Member of the Australian Capital Territory Legislative Assembly for Brindabella
- In office 28 July 2016 – 11 August 2016 Serving with Burch, Gentleman, Lawder, Wall

Personal details
- Born: Valentine Max Jeffery 6 December 1934 Queanbeyan, New South Wales
- Died: 18 July 2017 (aged 82) Queanbeyan, New South Wales
- Party: Liberal Party (after 2008)
- Other political affiliations: The Community Alliance Party (2008)

= Val Jeffery =

Australian politician (1934–2017)

Valentine Max Jeffery (6 December 1934 – 18 July 2017) was an Australian politician.

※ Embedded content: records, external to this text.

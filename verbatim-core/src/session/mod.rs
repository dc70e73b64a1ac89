//! Per-connection session controller.
//!
//! ## State machine
//!
//! ```text
//! Connecting ──connect()──► Active ──close()──► Closing ──► Closed
//! ```
//!
//! One reader loop per connection feeds [`Session::handle`] in arrival
//! order. Handlers park slow work off the control path — container decode on
//! the blocking pool, inference via the pipeline task, variant loads via the
//! manager's loader task — so the loop keeps draining the socket while
//! results complete out of band. Replies are emitted as their operation
//! finishes: a pong can overtake a pending transcription, but the segments
//! for one audio message are never split or reordered internally.
//!
//! Every failure below the transport level is reported as an `error`
//! message and leaves the session `Active`. Only transport teardown closes
//! a session.

use std::sync::Arc;

use tokio::sync::mpsc;
use tracing::{debug, info, warn};
use uuid::Uuid;

use crate::audio::SampleNormalizer;
use crate::buffering::StreamBuffer;
use crate::engine::{SegmentEvent, TranscriptionPipeline};
use crate::inference::manager::BackendManager;
use crate::protocol::{AudioData, ClientMessage, ServerMessage};

/// Session tuning knobs.
#[derive(Debug, Clone)]
pub struct SessionConfig {
    /// Canonical sample rate for normalized audio (Hz).
    pub target_sample_rate: u32,
    /// Accumulated duration that triggers a transcription pass (ms).
    pub target_window_ms: f64,
    /// Language hint forwarded to the backend.
    pub language: String,
    /// Skip windows whose RMS falls below this level. `None` transcribes
    /// everything (the reference behavior).
    pub min_window_rms: Option<f32>,
}

impl Default for SessionConfig {
    fn default() -> Self {
        Self {
            target_sample_rate: 16_000,
            target_window_ms: crate::buffering::DEFAULT_WINDOW_MS,
            language: "en".to_string(),
            min_window_rms: None,
        }
    }
}

/// Lifecycle states. `Closed` is terminal.
#[derive(Debug, Clone, Copy, PartialEq, Eq)]
pub enum SessionState {
    Connecting,
    Active,
    Closing,
    Closed,
}

/// One connection's controller: owns the stream buffer exclusively,
/// observes the shared backend manager.
pub struct Session {
    id: Uuid,
    state: SessionState,
    config: SessionConfig,
    normalizer: SampleNormalizer,
    buffer: StreamBuffer,
    manager: Arc<BackendManager>,
    pipeline: TranscriptionPipeline,
    outbound: mpsc::UnboundedSender<ServerMessage>,
}

impl Session {
    pub fn new(
        config: SessionConfig,
        manager: Arc<BackendManager>,
        pipeline: TranscriptionPipeline,
        outbound: mpsc::UnboundedSender<ServerMessage>,
    ) -> Self {
        let normalizer = SampleNormalizer::new(config.target_sample_rate);
        let buffer = StreamBuffer::new(config.target_sample_rate, config.target_window_ms);
        Self {
            id: Uuid::new_v4(),
            state: SessionState::Connecting,
            config,
            normalizer,
            buffer,
            manager,
            pipeline,
            outbound,
        }
    }

    pub fn id(&self) -> Uuid {
        self.id
    }

    pub fn state(&self) -> SessionState {
        self.state
    }

    /// Announce the connection and enter `Active`.
    pub fn connect(&mut self) {
        self.send(ServerMessage::Connection {
            status: "connected".to_string(),
            model: self.manager.current_variant(),
            device: self.manager.device(),
        });
        self.state = SessionState::Active;
        info!(session = %self.id, "session connected");
    }

    /// Dispatch one client message. Handling order equals arrival order.
    pub async fn handle(&mut self, message: ClientMessage) {
        if self.state != SessionState::Active {
            debug!(session = %self.id, state = ?self.state, "message ignored outside Active");
            return;
        }

        match message {
            ClientMessage::Audio { data, format } => self.handle_audio(data, &format).await,
            ClientMessage::ChangeModel { model } => self.handle_change_model(model),
            ClientMessage::Ping => self.send(ServerMessage::Pong),
        }
    }

    /// Host-level protocol failure (unparseable frame, wrong frame kind).
    pub fn report_error(&self, message: impl Into<String>) {
        self.send(ServerMessage::Error {
            message: message.into(),
        });
    }

    /// Tear down: clear buffered audio and reach `Closed`.
    ///
    /// In-flight work keeps running to completion; its sends fail harmlessly
    /// once the outbound receiver is gone, so results for a dead session are
    /// discarded rather than raised.
    pub fn close(&mut self) {
        if self.state == SessionState::Closed {
            return;
        }
        self.state = SessionState::Closing;
        self.buffer.reset();
        self.state = SessionState::Closed;
        info!(session = %self.id, "session closed");
    }

    async fn handle_audio(&mut self, data: AudioData, format: &str) {
        // Normalization is awaited so samples land in the buffer in arrival
        // order; the decode itself runs on the blocking pool.
        let normalizer = self.normalizer.clone();
        let format_owned = format.to_string();
        let normalized =
            tokio::task::spawn_blocking(move || normalizer.normalize(&data, &format_owned)).await;

        let samples = match normalized {
            Ok(Ok(samples)) => samples,
            Ok(Err(e)) => {
                warn!(session = %self.id, error = %e, "audio fragment rejected");
                self.report_error(format!("Audio processing error: {e}"));
                return;
            }
            Err(join_err) => {
                warn!(session = %self.id, error = %join_err, "normalizer task crashed");
                self.report_error("Audio processing error: internal failure");
                return;
            }
        };

        self.buffer.push(&samples);
        debug!(
            session = %self.id,
            buffered_ms = self.buffer.duration_ms(),
            "fragment buffered"
        );

        if !self.buffer.is_ready() {
            return;
        }

        let window = self.buffer.drain();

        if let Some(threshold) = self.config.min_window_rms {
            let rms = window.rms();
            if rms < threshold {
                debug!(session = %self.id, rms, threshold, "window below rms gate, skipped");
                return;
            }
        }

        self.send(ServerMessage::Status {
            message: "Processing audio...".to_string(),
        });

        let mut segments = match self.pipeline.transcribe(window, &self.config.language) {
            Ok(rx) => rx,
            Err(e) => {
                warn!(session = %self.id, error = %e, "transcription rejected");
                self.report_error(e.to_string());
                return;
            }
        };

        // Forward segments as they are produced, without holding up the
        // reader loop. One forwarder per window keeps that window's output
        // contiguous and in backend order.
        let outbound = self.outbound.clone();
        let session_id = self.id;
        tokio::spawn(async move {
            while let Some(event) = segments.recv().await {
                let message = match event {
                    SegmentEvent::Segment(segment) => ServerMessage::from(segment),
                    SegmentEvent::Failed(e) => ServerMessage::Error {
                        message: e.to_string(),
                    },
                };
                if outbound.send(message).is_err() {
                    debug!(session = %session_id, "session gone, discarding transcription output");
                    break;
                }
            }
        });
    }

    fn handle_change_model(&mut self, model: String) {
        self.send(ServerMessage::Status {
            message: format!("Loading {model} model..."),
        });

        // The load resolves on the manager's loader task; this session only
        // waits for the outcome, it never blocks its reader loop or drops
        // buffered audio.
        let manager = Arc::clone(&self.manager);
        let outbound = self.outbound.clone();
        let session_id = self.id;
        tokio::spawn(async move {
            let message = match manager.load_variant(&model).await {
                Ok(change) => ServerMessage::ModelChanged {
                    model: change.variant,
                    device: change.device,
                },
                Err(e) => {
                    warn!(session = %session_id, model = %model, error = %e, "model switch failed");
                    ServerMessage::Error {
                        message: e.to_string(),
                    }
                }
            };
            let _ = outbound.send(message);
        });
    }

    fn send(&self, message: ServerMessage) {
        if self.outbound.send(message).is_err() {
            debug!(session = %self.id, "outbound channel closed, message dropped");
        }
    }
}
//! Transcription pipeline — runs the current backend off the session's
//! control path and streams timed segments back.
//!
//! One call = one window. The backend call is blocking work (FFI or heavy
//! compute), so it runs under `spawn_blocking`; results stream through an
//! mpsc channel so the caller forwards them as they are produced while the
//! session loop keeps draining its socket.
//!
//! On a mid-stream backend failure the channel carries a single terminal
//! [`SegmentEvent::Failed`] in place of the remaining segments; segments
//! already emitted stand.

use std::sync::Arc;
use std::time::Duration;

use tokio::sync::mpsc;
use tracing::{debug, error};

use crate::buffering::AudioWindow;
use crate::error::VerbatimError;
use crate::inference::manager::BackendManager;
use crate::protocol::Segment;

/// One item of a window's result stream.
#[derive(Debug)]
pub enum SegmentEvent {
    /// Next recognized segment, in backend order.
    Segment(Segment),
    /// Terminal failure for this window. The session stays open.
    Failed(VerbatimError),
}

/// Channel capacity for one window's segment stream.
const SEGMENT_STREAM_CAP: usize = 64;

/// Runs windows against the manager's current backend.
#[derive(Clone)]
pub struct TranscriptionPipeline {
    manager: Arc<BackendManager>,
    /// Optional upper bound on one backend call. The reference behavior
    /// imposed none; when set, expiry emits a terminal error event and the
    /// abandoned call's results are discarded (no mid-flight cancellation).
    timeout: Option<Duration>,
}

impl TranscriptionPipeline {
    pub fn new(manager: Arc<BackendManager>) -> Self {
        Self {
            manager,
            timeout: None,
        }
    }

    pub fn with_timeout(mut self, timeout: Option<Duration>) -> Self {
        self.timeout = timeout;
        self
    }

    /// Transcribe one window against the currently loaded backend.
    ///
    /// Returns a receiver yielding [`SegmentEvent`]s as the backend produces
    /// them.
    ///
    /// # Errors
    /// `VerbatimError::ModelNotLoaded` when no backend is loaded; nothing is
    /// spawned in that case.
    pub fn transcribe(
        &self,
        window: AudioWindow,
        language: &str,
    ) -> crate::error::Result<mpsc::Receiver<SegmentEvent>> {
        let backend = self
            .manager
            .backend()
            .ok_or(VerbatimError::ModelNotLoaded)?;

        let (tx, rx) = mpsc::channel(SEGMENT_STREAM_CAP);
        let language = language.to_string();
        let timeout = self.timeout;

        tokio::spawn(async move {
            let duration_ms = window.duration_ms();
            debug!(duration_ms, "transcribing window");

            let worker =
                tokio::task::spawn_blocking(move || backend.0.lock().transcribe(&window, &language));

            let joined = match timeout {
                Some(limit) => match tokio::time::timeout(limit, worker).await {
                    Ok(joined) => joined,
                    Err(_) => {
                        error!(?limit, "transcription timed out");
                        let _ = tx
                            .send(SegmentEvent::Failed(VerbatimError::Transcription(
                                format!("transcription timed out after {limit:?}"),
                            )))
                            .await;
                        return;
                    }
                },
                None => worker.await,
            };

            match joined {
                Ok(Ok(segments)) => {
                    debug!(count = segments.len(), "window transcribed");
                    for segment in segments {
                        if tx.send(SegmentEvent::Segment(segment)).await.is_err() {
                            // Receiver gone (session closed) — discard the rest.
                            return;
                        }
                    }
                }
                Ok(Err(e)) => {
                    error!(error = %e, "backend transcription failed");
                    let _ = tx
                        .send(SegmentEvent::Failed(VerbatimError::Transcription(
                            e.to_string(),
                        )))
                        .await;
                }
                Err(join_err) => {
                    error!(error = %join_err, "transcription worker crashed");
                    let _ = tx
                        .send(SegmentEvent::Failed(VerbatimError::Transcription(
                            "transcription worker crashed".into(),
                        )))
                        .await;
                }
            }
        });

        Ok(rx)
    }
}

Jeffery was elected to the Australian Capital Territory Legislative Assembly as a Liberal member for Brindabella on 28 July 2016, following a countback resulting from Brendan Smyth's resignation. He was the owner of the Tharwa general store and had run as a Liberal candidate in the 2012 ACT election (and previously in the 2008 election for The Community Alliance Party). At the age of 81, he is the oldest person to have sat in the Assembly, and did not re-contest his seat at the 2016 election held in October, with his term lasting just over two weeks and six assembly sittings. He died on 18 July 2017 at the age of 82.